• Required work
For this exercise, repeat the listing below from its first line through the line containing "mask to luminance", exactly as written.

• The records

= Beginning of Section =

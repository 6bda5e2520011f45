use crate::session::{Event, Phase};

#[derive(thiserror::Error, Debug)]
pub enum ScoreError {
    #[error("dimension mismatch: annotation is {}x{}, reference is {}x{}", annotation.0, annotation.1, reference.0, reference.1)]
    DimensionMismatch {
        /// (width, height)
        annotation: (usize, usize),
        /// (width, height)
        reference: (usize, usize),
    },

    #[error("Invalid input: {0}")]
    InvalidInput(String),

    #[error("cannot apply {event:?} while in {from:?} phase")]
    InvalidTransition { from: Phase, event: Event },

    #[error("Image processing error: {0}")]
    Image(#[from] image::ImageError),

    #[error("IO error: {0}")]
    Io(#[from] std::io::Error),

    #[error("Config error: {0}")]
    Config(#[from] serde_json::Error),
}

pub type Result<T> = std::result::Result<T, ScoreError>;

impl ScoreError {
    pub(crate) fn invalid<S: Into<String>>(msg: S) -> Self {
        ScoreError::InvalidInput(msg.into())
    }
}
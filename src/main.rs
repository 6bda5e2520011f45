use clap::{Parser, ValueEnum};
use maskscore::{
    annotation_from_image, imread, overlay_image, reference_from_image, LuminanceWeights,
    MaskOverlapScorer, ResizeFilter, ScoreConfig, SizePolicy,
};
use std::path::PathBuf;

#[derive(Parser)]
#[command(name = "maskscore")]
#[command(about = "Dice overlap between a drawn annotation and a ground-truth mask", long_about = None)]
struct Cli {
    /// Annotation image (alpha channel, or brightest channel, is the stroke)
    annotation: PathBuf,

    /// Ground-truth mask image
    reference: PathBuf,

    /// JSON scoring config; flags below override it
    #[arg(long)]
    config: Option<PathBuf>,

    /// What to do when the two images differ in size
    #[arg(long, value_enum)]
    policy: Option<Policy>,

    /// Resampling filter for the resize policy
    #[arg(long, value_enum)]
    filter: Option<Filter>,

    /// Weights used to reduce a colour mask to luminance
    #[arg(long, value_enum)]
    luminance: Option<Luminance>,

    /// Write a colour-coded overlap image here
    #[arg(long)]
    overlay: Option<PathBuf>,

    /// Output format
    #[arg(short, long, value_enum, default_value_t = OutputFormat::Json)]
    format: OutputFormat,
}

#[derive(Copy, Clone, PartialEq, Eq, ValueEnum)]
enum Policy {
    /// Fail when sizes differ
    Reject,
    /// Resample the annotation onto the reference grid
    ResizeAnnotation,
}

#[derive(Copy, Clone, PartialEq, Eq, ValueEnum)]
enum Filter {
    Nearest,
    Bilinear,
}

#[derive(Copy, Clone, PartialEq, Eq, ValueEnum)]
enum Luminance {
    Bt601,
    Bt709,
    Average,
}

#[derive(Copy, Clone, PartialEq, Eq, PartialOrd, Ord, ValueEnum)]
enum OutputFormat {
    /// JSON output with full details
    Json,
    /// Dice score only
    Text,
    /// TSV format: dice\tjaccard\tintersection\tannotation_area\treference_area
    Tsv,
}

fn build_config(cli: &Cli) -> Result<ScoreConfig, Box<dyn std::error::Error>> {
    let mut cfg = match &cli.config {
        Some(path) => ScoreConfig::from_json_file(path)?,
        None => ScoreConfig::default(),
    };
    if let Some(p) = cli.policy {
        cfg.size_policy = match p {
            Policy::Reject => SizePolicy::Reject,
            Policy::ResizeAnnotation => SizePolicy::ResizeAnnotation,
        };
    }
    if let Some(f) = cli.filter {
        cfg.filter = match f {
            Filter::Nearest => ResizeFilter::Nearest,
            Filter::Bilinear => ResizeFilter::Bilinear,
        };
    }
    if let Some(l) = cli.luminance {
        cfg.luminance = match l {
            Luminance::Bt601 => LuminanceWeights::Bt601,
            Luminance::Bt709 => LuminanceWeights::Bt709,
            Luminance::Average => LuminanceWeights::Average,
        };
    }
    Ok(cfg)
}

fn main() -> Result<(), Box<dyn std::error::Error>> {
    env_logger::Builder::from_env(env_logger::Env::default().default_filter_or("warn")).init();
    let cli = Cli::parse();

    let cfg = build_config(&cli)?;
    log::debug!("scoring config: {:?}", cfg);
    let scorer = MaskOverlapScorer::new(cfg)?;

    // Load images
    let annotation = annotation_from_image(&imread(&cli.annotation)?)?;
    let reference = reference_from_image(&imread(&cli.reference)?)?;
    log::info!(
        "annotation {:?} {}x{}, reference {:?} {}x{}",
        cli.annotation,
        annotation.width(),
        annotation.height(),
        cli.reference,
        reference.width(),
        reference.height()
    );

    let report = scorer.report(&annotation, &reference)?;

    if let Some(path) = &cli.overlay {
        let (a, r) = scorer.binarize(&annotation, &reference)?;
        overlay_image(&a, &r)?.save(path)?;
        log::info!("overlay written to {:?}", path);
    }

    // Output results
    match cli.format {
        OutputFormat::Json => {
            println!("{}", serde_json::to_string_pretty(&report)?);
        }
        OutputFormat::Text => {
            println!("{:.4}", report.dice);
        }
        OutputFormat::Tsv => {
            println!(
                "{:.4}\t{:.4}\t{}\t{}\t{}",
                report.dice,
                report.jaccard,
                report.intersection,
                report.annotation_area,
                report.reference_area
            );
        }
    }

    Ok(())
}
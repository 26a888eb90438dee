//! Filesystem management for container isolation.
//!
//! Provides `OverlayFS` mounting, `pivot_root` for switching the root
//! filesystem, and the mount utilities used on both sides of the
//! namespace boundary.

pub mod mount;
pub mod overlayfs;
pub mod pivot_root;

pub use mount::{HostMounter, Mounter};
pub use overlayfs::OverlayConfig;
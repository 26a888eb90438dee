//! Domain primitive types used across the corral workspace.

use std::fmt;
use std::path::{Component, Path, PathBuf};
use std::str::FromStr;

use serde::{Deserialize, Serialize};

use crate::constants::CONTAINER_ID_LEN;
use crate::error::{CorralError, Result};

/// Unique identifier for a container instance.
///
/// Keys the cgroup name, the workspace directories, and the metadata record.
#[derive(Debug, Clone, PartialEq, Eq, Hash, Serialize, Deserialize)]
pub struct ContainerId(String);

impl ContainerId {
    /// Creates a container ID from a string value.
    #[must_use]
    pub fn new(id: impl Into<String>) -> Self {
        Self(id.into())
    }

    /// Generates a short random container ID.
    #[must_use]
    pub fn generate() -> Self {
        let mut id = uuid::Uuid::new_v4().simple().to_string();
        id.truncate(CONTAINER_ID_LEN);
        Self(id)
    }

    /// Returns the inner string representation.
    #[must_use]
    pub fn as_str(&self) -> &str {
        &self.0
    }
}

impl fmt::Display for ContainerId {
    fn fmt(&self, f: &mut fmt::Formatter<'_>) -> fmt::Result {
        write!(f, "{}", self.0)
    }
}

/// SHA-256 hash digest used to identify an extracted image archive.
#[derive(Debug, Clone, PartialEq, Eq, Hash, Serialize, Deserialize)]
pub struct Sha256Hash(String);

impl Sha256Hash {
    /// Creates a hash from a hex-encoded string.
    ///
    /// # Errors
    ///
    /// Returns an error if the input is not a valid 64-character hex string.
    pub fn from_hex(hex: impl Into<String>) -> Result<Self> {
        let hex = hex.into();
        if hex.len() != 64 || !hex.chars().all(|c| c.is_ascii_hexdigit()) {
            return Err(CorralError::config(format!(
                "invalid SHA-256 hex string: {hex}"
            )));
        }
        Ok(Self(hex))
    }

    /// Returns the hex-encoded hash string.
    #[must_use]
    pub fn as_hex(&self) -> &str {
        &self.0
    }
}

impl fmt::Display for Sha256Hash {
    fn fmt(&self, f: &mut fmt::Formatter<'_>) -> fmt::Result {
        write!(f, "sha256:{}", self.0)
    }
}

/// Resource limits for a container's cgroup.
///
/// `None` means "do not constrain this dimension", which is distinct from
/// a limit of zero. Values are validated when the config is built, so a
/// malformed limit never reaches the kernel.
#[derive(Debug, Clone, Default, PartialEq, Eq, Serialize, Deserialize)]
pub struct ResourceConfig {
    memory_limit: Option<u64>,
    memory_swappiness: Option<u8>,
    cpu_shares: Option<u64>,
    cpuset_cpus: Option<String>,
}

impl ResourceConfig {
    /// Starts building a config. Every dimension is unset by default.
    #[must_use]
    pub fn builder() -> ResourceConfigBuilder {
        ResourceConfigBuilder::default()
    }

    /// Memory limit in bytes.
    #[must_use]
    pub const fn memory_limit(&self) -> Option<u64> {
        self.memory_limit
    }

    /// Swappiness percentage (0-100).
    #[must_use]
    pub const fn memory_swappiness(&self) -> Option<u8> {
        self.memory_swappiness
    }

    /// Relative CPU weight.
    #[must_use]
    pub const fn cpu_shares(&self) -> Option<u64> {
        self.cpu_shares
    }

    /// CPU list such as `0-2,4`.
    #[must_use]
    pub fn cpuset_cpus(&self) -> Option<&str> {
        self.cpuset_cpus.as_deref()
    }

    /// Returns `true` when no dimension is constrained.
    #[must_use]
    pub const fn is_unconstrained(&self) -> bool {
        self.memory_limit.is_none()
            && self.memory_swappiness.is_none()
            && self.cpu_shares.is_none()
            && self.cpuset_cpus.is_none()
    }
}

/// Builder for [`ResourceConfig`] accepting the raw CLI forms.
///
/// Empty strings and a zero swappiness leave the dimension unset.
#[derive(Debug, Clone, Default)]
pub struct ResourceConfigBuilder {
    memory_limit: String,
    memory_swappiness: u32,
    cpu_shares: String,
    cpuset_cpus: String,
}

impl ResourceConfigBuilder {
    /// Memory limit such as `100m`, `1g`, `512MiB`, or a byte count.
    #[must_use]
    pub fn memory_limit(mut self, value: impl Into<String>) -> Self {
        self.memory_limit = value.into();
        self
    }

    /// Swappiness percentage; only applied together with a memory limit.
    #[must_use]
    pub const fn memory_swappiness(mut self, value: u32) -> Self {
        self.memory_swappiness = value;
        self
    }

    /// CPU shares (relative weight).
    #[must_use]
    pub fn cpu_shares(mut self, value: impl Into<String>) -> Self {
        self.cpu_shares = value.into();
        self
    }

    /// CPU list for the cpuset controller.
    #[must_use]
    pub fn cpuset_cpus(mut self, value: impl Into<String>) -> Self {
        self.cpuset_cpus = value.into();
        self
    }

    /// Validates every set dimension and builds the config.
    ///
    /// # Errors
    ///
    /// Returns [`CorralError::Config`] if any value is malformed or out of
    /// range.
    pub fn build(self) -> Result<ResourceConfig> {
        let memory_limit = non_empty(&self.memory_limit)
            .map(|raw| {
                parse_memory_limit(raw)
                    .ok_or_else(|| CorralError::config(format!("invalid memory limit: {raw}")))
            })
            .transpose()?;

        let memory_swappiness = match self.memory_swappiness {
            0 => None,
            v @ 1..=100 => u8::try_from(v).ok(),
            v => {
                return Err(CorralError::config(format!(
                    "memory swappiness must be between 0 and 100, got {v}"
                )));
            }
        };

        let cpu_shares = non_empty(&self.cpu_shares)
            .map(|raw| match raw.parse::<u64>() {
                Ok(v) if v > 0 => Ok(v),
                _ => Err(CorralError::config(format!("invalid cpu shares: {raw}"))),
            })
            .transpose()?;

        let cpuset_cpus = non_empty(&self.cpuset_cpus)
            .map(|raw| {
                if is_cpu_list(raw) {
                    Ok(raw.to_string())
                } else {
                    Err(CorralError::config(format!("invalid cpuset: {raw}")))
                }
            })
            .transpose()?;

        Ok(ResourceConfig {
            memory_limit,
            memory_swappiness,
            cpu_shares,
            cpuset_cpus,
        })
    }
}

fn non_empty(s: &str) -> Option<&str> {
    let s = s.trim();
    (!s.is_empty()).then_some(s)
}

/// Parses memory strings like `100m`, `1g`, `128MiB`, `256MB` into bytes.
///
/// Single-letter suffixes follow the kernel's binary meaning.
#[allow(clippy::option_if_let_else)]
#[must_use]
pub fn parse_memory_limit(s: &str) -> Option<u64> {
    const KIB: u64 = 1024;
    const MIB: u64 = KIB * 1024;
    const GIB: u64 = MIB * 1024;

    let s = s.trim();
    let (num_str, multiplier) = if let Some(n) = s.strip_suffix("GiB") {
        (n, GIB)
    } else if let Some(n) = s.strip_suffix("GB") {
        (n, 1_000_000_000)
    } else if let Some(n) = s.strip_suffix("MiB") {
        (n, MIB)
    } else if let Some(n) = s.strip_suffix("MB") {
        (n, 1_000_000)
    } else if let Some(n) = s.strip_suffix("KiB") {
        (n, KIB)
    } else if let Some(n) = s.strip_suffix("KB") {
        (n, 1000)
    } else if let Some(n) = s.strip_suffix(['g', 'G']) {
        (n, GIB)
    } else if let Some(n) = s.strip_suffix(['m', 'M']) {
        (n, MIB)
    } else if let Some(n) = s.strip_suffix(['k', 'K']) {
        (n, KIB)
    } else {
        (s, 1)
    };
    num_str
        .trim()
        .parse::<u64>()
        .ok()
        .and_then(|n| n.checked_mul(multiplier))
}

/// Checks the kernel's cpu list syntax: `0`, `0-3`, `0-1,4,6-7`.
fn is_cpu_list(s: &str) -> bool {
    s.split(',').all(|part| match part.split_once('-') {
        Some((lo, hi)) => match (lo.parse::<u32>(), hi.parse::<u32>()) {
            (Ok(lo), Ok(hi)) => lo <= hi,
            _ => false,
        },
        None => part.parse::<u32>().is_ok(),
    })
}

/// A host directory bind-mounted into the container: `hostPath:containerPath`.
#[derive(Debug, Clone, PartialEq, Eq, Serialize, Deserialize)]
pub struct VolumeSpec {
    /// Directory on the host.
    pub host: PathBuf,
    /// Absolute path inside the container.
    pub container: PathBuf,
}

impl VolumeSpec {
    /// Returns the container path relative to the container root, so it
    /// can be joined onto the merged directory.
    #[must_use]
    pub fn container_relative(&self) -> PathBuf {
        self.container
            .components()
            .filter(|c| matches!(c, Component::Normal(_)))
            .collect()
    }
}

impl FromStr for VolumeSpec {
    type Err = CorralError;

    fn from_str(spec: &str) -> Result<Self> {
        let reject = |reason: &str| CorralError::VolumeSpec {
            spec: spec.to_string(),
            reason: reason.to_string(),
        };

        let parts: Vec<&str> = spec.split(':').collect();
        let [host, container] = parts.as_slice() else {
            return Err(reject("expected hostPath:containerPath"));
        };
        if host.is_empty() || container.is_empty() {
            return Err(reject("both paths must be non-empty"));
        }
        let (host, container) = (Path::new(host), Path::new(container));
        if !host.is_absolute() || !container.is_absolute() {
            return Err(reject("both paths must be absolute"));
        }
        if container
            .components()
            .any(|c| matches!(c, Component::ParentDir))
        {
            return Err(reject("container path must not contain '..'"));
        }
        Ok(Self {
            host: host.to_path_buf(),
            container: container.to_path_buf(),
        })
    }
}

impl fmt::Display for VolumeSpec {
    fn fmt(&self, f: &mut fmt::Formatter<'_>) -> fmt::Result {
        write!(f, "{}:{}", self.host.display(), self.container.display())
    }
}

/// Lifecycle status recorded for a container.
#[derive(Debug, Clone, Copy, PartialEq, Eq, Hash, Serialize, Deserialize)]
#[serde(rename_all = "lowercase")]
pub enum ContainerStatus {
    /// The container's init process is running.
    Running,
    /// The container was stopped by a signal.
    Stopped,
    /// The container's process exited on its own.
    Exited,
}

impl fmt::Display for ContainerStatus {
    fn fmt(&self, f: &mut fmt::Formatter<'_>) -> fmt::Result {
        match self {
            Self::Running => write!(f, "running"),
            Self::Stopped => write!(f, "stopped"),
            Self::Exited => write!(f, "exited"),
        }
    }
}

= End of Section =

• Your response
repository 6bda5e2520011f45
use crate::session::{Event, Phase};

#[derive(thiserror::Error, Debug)]
pub enum ScoreError {
    #[error("dimension mismatch: annotation is {}x{}, reference is {}x{}", annotation.0, annotation.1, reference.0, reference.1)]
    DimensionMismatch {
        /// (width, height)
        annotation: (usize, usize),
        /// (width, height)
        reference: (usize, usize),
    },

    #[error("Invalid input: {0}")]
    InvalidInput(String),

    #[error("cannot apply {event:?} while in {from:?} phase")]
    InvalidTransition { from: Phase, event: Event },

    #[error("Image processing error: {0}")]
    Image(#[from] image::ImageError),

    #[error("IO error: {0}")]
    Io(#[from] std::io::Error),

    #[error("Config error: {0}")]
    Config(#[from] serde_json::Error),
}

pub type Result<T> = std::result::Result<T, ScoreError>;

impl ScoreError {
    pub(crate) fn invalid<S: Into<String>>(msg: S) -> Self {
        ScoreError::InvalidInput(msg.into())
    }
}
filename src/main.rs
repository 6bda5e2520011f45
use clap::{Parser, ValueEnum};
use maskscore::{
    annotation_from_image, imread, overlay_image, reference_from_image, LuminanceWeights,
    MaskOverlapScorer, ResizeFilter, ScoreConfig, SizePolicy,
};
use std::path::PathBuf;

#[derive(Parser)]
#[command(name = "maskscore")]
#[command(about = "Dice overlap between a drawn annotation and a ground-truth mask", long_about = None)]
struct Cli {
    /// Annotation image (alpha channel, or brightest channel, is the stroke)
    annotation: PathBuf,

    /// Ground-truth mask image
    reference: PathBuf,

    /// JSON scoring config; flags below override it
    #[arg(long)]
    config: Option<PathBuf>,

    /// What to do when the two images differ in size
    #[arg(long, value_enum)]
    policy: Option<Policy>,

    /// Resampling filter for the resize policy
    #[arg(long, value_enum)]
    filter: Option<Filter>,

    /// Weights used to reduce a colour mask to luminance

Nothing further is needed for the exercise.